Editorial Opinions

Simulacre

Quelle mouche a piqué le Premier ministre d’annoncer illico presto les dates de l’élection ? Il y a une semaine il avait déclaré que beaucoup de paramètres étaient à considérer avant de pouvoir fixer les dates de l’élection présidentielle alors qu’il avait promis le contraire. Puis, subitement à l’issue du conseil du gouvernement le Premier ministre annonce les fameuses dates alors qu’une réunion avec les corps diplomatiques et les partenaires internationaux étaient prévus le jour même. Vraisemblablement pour faire l’état des lieux avant de fixer les dates. Le chef du gouvernement semble avoir pris de court tout le monde y compris le président de la République en déplacement à l’extérieur et ceux qui réclament la refondation pour remettre à plat tous les problèmes avant de procéder aux élections.
Puis, contrairement aux recommandations de la Haute Cour Constitutionnelle, les élections auront donc lieu en pleine saison des pluies comme il y a 26 ans quand Monja Jaona avait osé tenir tête au puissant Ratsiraka le 7 novembre 1982. Il avait réussi un score de 49% à Antananarivo plus que jamais frondeur et ayant ras le bol des pénuries de produits de première nécessité en particulier le riz à l’époque. Ratsiraka l’avait nettement emporté au plan national. Sept ans plus tard, Manandafy Rakotonirina avait réalisé le même score dans la capitale où il est presque impossible de tricher, mais fut également battu à l’échelle nationale. L’opinion croyait à l’époque que l’impopularité grandissante de Ratsiraka suffisait pour le battre et combattre les fraudes et manipulations des procès verbaux.
Puis il y eut la crise de 1992, l’élection d’Albert Zafy, le retour de Ratsiraka au pouvoir, la crise de 2002 et l’élection de Ravalomanana, le coup d’Etat de 2009 et l’élection de Rajaonarimampianina.
Depuis 1975, il y eut quatre crises et six élections présidentielles mais on n’est pas sorti de l’auberge. Cinq Constitutions ont été votées mais elles ont été toutes taillées sur mesure à ceux qui les ont conçues et aucune n’a répondu aux attentes populaires.

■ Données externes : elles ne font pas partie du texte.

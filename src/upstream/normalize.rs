//! Flattens the nested USGS NWIS payload into [`StationReading`]s.
//!
//! Best effort: a station that can't be read is skipped and the reason is
//! recorded in [`Normalized::skipped`] instead of failing the whole list.

use super::types::{NwisTimeSeries, StationReading};
use serde::Deserialize;
use serde_json::Value;
use std::fmt;

#[derive(Debug, Clone, PartialEq)]
pub enum SkipReason {
    NoObservations,
    NonNumericValue(String),
    MissingField(&'static str),
    Malformed(String),
}

impl fmt::Display for SkipReason {
    fn fmt(&self, f: &mut fmt::Formatter<'_>) -> fmt::Result {
        match self {
            SkipReason::NoObservations => write!(f, "no observations"),
            SkipReason::NonNumericValue(raw) => write!(f, "non-numeric value {:?}", raw),
            SkipReason::MissingField(field) => write!(f, "missing {}", field),
            SkipReason::Malformed(err) => write!(f, "malformed time series: {}", err),
        }
    }
}

#[derive(Debug, Default)]
pub struct Normalized {
    pub readings: Vec<StationReading>,
    /// (index in `value.timeSeries`, reason) for every dropped station.
    pub skipped: Vec<(usize, SkipReason)>,
}

pub fn normalize_stations(payload: &Value) -> Normalized {
    let series = payload
        .get("value")
        .and_then(|v| v.get("timeSeries"))
        .and_then(Value::as_array);

    let mut normalized = Normalized::default();
    let Some(series) = series else {
        return normalized;
    };

    for (index, element) in series.iter().enumerate() {
        match normalize_one(element) {
            Ok(reading) => normalized.readings.push(reading),
            Err(reason) => {
                tracing::debug!("Skipping USGS time series {}: {}", index, reason);
                normalized.skipped.push((index, reason));
            }
        }
    }

    normalized
}

fn normalize_one(element: &Value) -> Result<StationReading, SkipReason> {
    let series = NwisTimeSeries::deserialize_lenient(element)?;

    let observations = series
        .values
        .as_ref()
        .and_then(|blocks| blocks.first())
        .and_then(|block| block.value.as_ref())
        .filter(|obs| !obs.is_empty())
        .ok_or(SkipReason::NoObservations)?;

    // USGS returns observations oldest first; the last one is the latest
    let latest = observations.last().ok_or(SkipReason::NoObservations)?;

    let raw_value = latest
        .value
        .as_ref()
        .ok_or(SkipReason::MissingField("value"))?;
    let temperature = raw_value
        .as_f64()
        .ok_or_else(|| SkipReason::NonNumericValue(raw_value.raw()))?;

    let site = series
        .source_info
        .as_ref()
        .ok_or(SkipReason::MissingField("sourceInfo"))?;

    let site_code = site
        .site_code
        .as_ref()
        .and_then(|codes| codes.first())
        .and_then(|code| code.value.clone())
        .ok_or(SkipReason::MissingField("siteCode"))?;

    let site_name = site
        .site_name
        .clone()
        .ok_or(SkipReason::MissingField("siteName"))?;

    let geo = site
        .geo_location
        .as_ref()
        .and_then(|g| g.geog_location.as_ref())
        .ok_or(SkipReason::MissingField("geoLocation"))?;

    let latitude = geo
        .latitude
        .as_ref()
        .and_then(|n| n.as_f64())
        .ok_or(SkipReason::MissingField("latitude"))?;
    let longitude = geo
        .longitude
        .as_ref()
        .and_then(|n| n.as_f64())
        .ok_or(SkipReason::MissingField("longitude"))?;

    let date_time = latest
        .date_time
        .clone()
        .ok_or(SkipReason::MissingField("dateTime"))?;

    Ok(StationReading {
        site_code,
        stream_name: site_name.clone(),
        site_name,
        latitude,
        longitude,
        temperature,
        date_time,
    })
}

impl NwisTimeSeries {
    fn deserialize_lenient(element: &Value) -> Result<Self, SkipReason> {
        NwisTimeSeries::deserialize(element).map_err(|e| SkipReason::Malformed(e.to_string()))
    }
}
use serde::Serialize;
use utoipa::ToSchema;

#[derive(Debug, Clone, Serialize, ToSchema)]
#[serde(rename_all = "camelCase")]
pub struct Watershed {
    pub id: &'static str,
    pub name: &'static str,
    pub slug: &'static str,
    pub region: &'static str,
    pub area_sq_km: u32,
}

#[derive(Debug, Clone, Serialize, ToSchema)]
#[serde(rename_all = "camelCase")]
pub struct Species {
    pub id: &'static str,
    pub common_name: &'static str,
    pub scientific_name: &'static str,
    pub slug: &'static str,
}

// Ids are referenced by the returns snapshot; keep them stable.
pub const WATERSHEDS: &[Watershed] = &[
    Watershed { id: "1", name: "Skagit River", slug: "skagit", region: "North Sound", area_sq_km: 8134 },
    Watershed { id: "2", name: "Snohomish River", slug: "snohomish", region: "Central Sound", area_sq_km: 4851 },
    Watershed { id: "3", name: "Lake Washington/Cedar/Sammamish", slug: "lake-washington", region: "Central Sound", area_sq_km: 1265 },
    Watershed { id: "4", name: "Green/Duwamish River", slug: "green-duwamish", region: "Central Sound", area_sq_km: 1945 },
    Watershed { id: "5", name: "Puyallup/White River", slug: "puyallup-white", region: "South Sound", area_sq_km: 2406 },
    Watershed { id: "6", name: "Nisqually River", slug: "nisqually", region: "South Sound", area_sq_km: 1979 },
    Watershed { id: "7", name: "Skokomish River", slug: "skokomish", region: "Hood Canal", area_sq_km: 623 },
    Watershed { id: "8", name: "Stillaguamish River", slug: "stillaguamish", region: "North Sound", area_sq_km: 1791 },
    Watershed { id: "9", name: "Nooksack River", slug: "nooksack", region: "North Sound", area_sq_km: 2145 },
];

pub const SPECIES: &[Species] = &[
    Species { id: "1", common_name: "Chinook", scientific_name: "Oncorhynchus tshawytscha", slug: "chinook" },
    Species { id: "2", common_name: "Coho", scientific_name: "Oncorhynchus kisutch", slug: "coho" },
    Species { id: "3", common_name: "Chum", scientific_name: "Oncorhynchus keta", slug: "chum" },
    Species { id: "4", common_name: "Pink", scientific_name: "Oncorhynchus gorbuscha", slug: "pink" },
    Species { id: "5", common_name: "Sockeye", scientific_name: "Oncorhynchus nerka", slug: "sockeye" },
    Species { id: "6", common_name: "Steelhead", scientific_name: "Oncorhynchus mykiss", slug: "steelhead" },
];

pub fn watershed_by_slug(slug: &str) -> Option<&'static Watershed> {
    WATERSHEDS.iter().find(|w| w.slug == slug)
}

/// Species id for a WDFW common name ("Chinook", "Coho", ...).
pub fn species_by_common_name(name: &str) -> Option<&'static Species> {
    SPECIES.iter().find(|s| s.common_name == name)
}
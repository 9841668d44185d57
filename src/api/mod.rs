//! Collaborators the run depends on: token acquisition and the target API.
mod auth;
mod client;

use async_trait::async_trait;

use crate::context::{CallContext, CallOutcome};
use crate::error::AuthError;

pub use auth::{OAuthAuthenticator, OAuthGrant, StaticAuthenticator};
pub use client::{
    ApiEndpoints, CAUSE_500_HEADER, COMPANY_ID_PLACEHOLDER, CORRELATION_ID_HEADER, ReqwestApiClient,
    SESSION_ID_HEADER,
};

/// Hands out access tokens for the run.
#[async_trait]
pub trait Authenticator: Send {
    /// Prepares the authenticator. Called once before any token is requested.
    ///
    /// # Errors
    ///
    /// Returns an error when the authenticator is misconfigured.
    async fn initialise(&mut self) -> Result<(), AuthError>;

    /// Acquires one access token.
    ///
    /// # Errors
    ///
    /// Returns an error when the token source refuses or cannot be reached.
    async fn access_token(&mut self) -> Result<String, AuthError>;
}

/// The target API. Every method resolves to an outcome; none of them fail.
#[async_trait]
pub trait ApiClient: Send + Sync {
    async fn user_info(&self, token: &str, context: &CallContext) -> CallOutcome;

    async fn companies(&self, token: &str, context: &CallContext) -> CallOutcome;

    async fn company_transactions(
        &self,
        token: &str,
        context: &CallContext,
        company_id: &str,
    ) -> CallOutcome;
}
use super::ValidationError;
use std::path::PathBuf;
use thiserror::Error;

#[derive(Debug, Error)]
pub enum ConfigError {
    #[error("Failed to read config '{path}': {source}")]
    ReadConfig {
        path: PathBuf,
        #[source]
        source: std::io::Error,
    },
    #[error("Failed to parse TOML config '{path}': {source}")]
    ParseToml {
        path: PathBuf,
        #[source]
        source: toml::de::Error,
    },
    #[error("Failed to parse JSON config '{path}': {source}")]
    ParseJson {
        path: PathBuf,
        #[source]
        source: serde_json::Error,
    },
    #[error("Unsupported config extension '{ext}'. Use .toml or .json.")]
    UnsupportedExtension { ext: String },
    #[error("Config file must have .toml or .json extension.")]
    MissingExtension,
    #[error("No config file given and neither apiload.toml nor apiload.json exists.")]
    NotFound,
    #[error("Config section [{section}] is required.")]
    MissingSection { section: &'static str },
    #[error("Config '{field}' is required.")]
    MissingField { field: &'static str },
    #[error("Config cannot set both '{left}' and '{right}'.")]
    Conflict {
        left: &'static str,
        right: &'static str,
    },
    #[error("Invalid '{field}': {source}")]
    InvalidDuration {
        field: &'static str,
        #[source]
        source: ValidationError,
    },
}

Aujourd’hui on s’obstine à suivre le même chemin en espérant que la même démarche produira un autre effet. Le cycle est infernal et avec des lois électorales contestées et contestables, des règles du jeu loin d’être claires, à l’image de celles relatives à la campagne électorale, un gouvernement dont certains membres n’ont d’autre maître que celui qui l’ont proposé, au grand dam du Premier ministre, il est presque certain qu’on se retrouvera dans une nouvelle crise, sitôt après une élection organisée au forceps. Il est clair que dans les conditions actuelles où elle est organisée, l’élection ne servira qu’à ramener au pouvoir un de ceux qui ont ruiné le pays depuis 2009. Tout sera question de gros moyens qui élimineront sans pitié les candidats qui ont des idées mais qui n’ont pas assez de sous pour couvrir les vingt six mille bureaux de vote et contrôler le scrutin. La démocratie sera alors censitaire.
Ceux qui réclament une refondation n’ont pas ainsi tout à fait tort. Si c’est le prix à payer pour avoir une stabilité pérenne et un apaisement perpétuel, un antidote aux crises à répétition, pourquoi ne pas tenter le coup? Il faut mettre sur la balance le départ de l’actuel Président et le risque d’une crise dévastatrice. Il est patent qu’aucun des trois candidats majeurs annoncés n’acceptera les résultats des élections publiés par la Ceni ou la HCC. Comment peut-on croire que le Mapar ou le TIM feront confiance à la Ceni et à la HCC dans le traitement des résultats ? Le HVM aussi, a fortiori, après toutes ces décisions controversées prises par Ambohidahy. Croisons les doigts.